▶ **What is needed**
Using the records that appear below, write out exactly the lines from the one with "pub fn touch(&mut" through the one with "fn task(hours: f64)", keeping both end lines.

▶ **Data for processing**
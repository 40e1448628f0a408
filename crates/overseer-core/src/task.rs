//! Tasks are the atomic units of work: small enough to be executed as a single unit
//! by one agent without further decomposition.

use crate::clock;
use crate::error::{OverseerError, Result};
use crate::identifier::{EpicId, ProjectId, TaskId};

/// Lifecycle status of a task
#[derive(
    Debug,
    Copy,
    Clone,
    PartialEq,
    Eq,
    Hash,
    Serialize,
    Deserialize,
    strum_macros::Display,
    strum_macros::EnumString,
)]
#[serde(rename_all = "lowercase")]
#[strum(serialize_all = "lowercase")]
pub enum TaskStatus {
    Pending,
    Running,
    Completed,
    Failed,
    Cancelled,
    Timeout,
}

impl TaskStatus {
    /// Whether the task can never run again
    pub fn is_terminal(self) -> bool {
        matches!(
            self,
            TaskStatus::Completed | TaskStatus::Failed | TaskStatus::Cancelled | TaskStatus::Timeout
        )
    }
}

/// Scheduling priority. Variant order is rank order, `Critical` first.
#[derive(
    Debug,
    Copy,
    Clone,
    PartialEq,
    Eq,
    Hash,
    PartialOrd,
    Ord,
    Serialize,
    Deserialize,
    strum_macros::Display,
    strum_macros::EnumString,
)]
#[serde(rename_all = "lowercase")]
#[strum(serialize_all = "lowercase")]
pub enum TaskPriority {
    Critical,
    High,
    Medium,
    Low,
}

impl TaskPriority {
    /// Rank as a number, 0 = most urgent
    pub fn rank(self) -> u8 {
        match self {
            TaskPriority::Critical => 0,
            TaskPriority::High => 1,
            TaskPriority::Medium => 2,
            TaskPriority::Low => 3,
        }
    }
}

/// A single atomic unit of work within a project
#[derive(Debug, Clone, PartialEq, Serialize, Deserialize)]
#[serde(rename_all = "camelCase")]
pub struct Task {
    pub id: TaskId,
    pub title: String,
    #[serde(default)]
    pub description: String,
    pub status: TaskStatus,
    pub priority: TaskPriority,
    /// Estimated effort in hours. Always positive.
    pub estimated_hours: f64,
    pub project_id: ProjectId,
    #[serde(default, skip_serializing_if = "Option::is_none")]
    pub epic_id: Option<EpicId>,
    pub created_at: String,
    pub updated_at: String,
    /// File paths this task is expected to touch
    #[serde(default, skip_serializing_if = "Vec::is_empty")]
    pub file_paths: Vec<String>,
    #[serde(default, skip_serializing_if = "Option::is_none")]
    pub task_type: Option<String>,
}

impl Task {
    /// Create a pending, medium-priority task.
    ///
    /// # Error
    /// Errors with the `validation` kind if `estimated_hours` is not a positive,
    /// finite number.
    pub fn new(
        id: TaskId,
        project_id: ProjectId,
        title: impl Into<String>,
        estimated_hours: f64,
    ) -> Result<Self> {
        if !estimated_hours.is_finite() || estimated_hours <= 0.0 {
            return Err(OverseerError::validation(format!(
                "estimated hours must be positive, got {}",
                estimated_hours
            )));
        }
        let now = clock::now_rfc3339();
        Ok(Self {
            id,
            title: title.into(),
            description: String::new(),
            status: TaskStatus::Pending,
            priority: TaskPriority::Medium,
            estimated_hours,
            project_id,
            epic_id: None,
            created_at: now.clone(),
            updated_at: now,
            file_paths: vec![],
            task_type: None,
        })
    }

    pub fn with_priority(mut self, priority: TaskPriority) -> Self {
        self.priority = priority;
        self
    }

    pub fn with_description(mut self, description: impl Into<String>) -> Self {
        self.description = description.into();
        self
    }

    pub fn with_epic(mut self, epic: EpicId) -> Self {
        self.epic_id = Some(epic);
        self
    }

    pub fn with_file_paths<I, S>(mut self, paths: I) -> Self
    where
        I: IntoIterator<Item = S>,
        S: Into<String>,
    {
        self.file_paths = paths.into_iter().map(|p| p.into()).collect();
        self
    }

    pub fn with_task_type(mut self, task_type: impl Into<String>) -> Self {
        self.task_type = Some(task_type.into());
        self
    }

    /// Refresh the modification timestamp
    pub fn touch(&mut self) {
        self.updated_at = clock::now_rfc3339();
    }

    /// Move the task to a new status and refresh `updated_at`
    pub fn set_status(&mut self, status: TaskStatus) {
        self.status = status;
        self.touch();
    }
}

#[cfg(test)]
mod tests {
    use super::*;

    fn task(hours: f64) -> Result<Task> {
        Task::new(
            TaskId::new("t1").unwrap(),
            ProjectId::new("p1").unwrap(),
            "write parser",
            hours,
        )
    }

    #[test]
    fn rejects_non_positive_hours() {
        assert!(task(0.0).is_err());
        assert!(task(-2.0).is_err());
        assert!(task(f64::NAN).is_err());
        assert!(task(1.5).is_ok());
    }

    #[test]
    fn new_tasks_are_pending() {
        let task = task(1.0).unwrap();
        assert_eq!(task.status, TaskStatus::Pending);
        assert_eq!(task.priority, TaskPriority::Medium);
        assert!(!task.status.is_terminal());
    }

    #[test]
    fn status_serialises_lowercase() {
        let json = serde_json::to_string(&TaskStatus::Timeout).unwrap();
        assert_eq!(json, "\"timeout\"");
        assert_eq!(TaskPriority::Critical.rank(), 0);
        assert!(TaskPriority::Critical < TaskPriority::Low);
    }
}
...
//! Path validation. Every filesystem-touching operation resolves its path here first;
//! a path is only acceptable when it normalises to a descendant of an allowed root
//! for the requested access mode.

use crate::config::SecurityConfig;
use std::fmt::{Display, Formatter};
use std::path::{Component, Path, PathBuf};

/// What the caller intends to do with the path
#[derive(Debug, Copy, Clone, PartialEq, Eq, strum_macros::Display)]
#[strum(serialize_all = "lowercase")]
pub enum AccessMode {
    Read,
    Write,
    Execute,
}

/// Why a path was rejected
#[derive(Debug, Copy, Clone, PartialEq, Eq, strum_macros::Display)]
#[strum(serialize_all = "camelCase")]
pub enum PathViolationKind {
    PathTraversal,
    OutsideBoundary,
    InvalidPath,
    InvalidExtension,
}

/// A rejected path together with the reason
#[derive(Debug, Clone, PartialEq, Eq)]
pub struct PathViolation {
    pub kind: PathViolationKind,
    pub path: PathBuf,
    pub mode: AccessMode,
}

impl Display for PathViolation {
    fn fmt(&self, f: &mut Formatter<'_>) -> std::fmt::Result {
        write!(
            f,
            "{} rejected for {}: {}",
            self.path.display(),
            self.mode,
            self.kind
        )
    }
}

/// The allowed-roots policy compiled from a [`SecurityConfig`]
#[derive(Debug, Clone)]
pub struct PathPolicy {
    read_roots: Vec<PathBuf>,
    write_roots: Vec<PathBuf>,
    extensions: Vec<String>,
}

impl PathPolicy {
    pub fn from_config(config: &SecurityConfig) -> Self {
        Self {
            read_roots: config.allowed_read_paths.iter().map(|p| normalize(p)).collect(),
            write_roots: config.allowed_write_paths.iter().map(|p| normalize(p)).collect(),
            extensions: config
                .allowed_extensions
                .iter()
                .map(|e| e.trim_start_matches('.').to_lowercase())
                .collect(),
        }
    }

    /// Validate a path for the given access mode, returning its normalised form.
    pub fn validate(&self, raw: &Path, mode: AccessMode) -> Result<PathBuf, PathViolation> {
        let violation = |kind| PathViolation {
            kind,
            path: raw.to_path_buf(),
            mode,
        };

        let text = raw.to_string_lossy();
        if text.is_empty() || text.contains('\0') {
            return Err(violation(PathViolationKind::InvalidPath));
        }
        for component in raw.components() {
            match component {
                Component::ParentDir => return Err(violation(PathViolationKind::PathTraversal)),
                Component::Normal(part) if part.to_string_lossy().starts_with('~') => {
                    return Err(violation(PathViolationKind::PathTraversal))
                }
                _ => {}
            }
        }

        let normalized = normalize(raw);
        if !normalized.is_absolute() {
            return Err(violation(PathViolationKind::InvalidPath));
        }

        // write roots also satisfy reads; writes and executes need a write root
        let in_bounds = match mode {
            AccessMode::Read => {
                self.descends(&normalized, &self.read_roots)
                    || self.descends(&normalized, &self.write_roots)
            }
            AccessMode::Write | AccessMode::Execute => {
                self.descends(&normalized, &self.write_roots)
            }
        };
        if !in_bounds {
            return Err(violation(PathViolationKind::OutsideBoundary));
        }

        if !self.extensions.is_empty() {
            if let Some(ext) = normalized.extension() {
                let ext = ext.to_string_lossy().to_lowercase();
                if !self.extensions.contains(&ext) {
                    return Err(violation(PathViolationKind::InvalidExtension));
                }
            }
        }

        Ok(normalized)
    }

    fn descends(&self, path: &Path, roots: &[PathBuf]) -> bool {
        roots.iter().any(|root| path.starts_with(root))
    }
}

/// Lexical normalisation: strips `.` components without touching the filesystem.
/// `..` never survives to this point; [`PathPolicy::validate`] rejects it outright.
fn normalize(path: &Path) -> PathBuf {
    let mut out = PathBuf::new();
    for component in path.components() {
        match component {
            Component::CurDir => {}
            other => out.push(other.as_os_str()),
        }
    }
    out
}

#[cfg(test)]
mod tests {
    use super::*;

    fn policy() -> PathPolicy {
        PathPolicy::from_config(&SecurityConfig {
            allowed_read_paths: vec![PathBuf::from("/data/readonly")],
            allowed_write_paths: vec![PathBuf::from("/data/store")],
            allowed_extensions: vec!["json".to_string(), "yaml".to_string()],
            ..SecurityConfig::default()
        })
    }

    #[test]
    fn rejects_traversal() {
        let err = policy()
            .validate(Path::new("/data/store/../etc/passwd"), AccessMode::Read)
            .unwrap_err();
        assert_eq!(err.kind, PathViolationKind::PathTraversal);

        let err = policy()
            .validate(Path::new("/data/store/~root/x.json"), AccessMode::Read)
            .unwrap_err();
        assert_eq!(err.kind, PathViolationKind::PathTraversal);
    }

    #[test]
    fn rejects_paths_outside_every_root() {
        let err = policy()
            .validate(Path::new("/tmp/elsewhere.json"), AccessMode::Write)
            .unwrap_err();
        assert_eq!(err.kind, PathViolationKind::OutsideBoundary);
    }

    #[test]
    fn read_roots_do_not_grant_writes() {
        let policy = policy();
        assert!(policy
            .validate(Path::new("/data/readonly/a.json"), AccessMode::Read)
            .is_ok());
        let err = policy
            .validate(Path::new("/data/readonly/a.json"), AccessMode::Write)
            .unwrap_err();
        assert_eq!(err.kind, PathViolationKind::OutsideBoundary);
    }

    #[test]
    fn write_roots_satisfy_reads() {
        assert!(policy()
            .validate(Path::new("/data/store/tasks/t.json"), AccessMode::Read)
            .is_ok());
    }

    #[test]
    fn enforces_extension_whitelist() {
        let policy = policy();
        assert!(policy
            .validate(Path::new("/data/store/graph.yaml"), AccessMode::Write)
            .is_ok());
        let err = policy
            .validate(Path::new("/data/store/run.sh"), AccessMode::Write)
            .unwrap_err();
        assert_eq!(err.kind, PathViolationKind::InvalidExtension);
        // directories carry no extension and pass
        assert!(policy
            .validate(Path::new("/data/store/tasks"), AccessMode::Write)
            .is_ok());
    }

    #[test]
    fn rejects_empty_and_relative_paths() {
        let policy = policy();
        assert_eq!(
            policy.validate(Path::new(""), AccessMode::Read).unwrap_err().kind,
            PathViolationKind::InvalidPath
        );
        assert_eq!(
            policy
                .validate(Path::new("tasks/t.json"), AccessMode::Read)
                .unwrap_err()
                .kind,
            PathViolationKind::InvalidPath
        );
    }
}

▶ **The completed task**
    pub fn touch(&mut self) {
        self.updated_at = clock::now_rfc3339();
    }

    /// Move the task to a new status and refresh `updated_at`
    pub fn set_status(&mut self, status: TaskStatus) {
        self.status = status;
        self.touch();
    }
}

#[cfg(test)]
mod tests {
    use super::*;

    fn task(hours: f64) -> Result<Task> {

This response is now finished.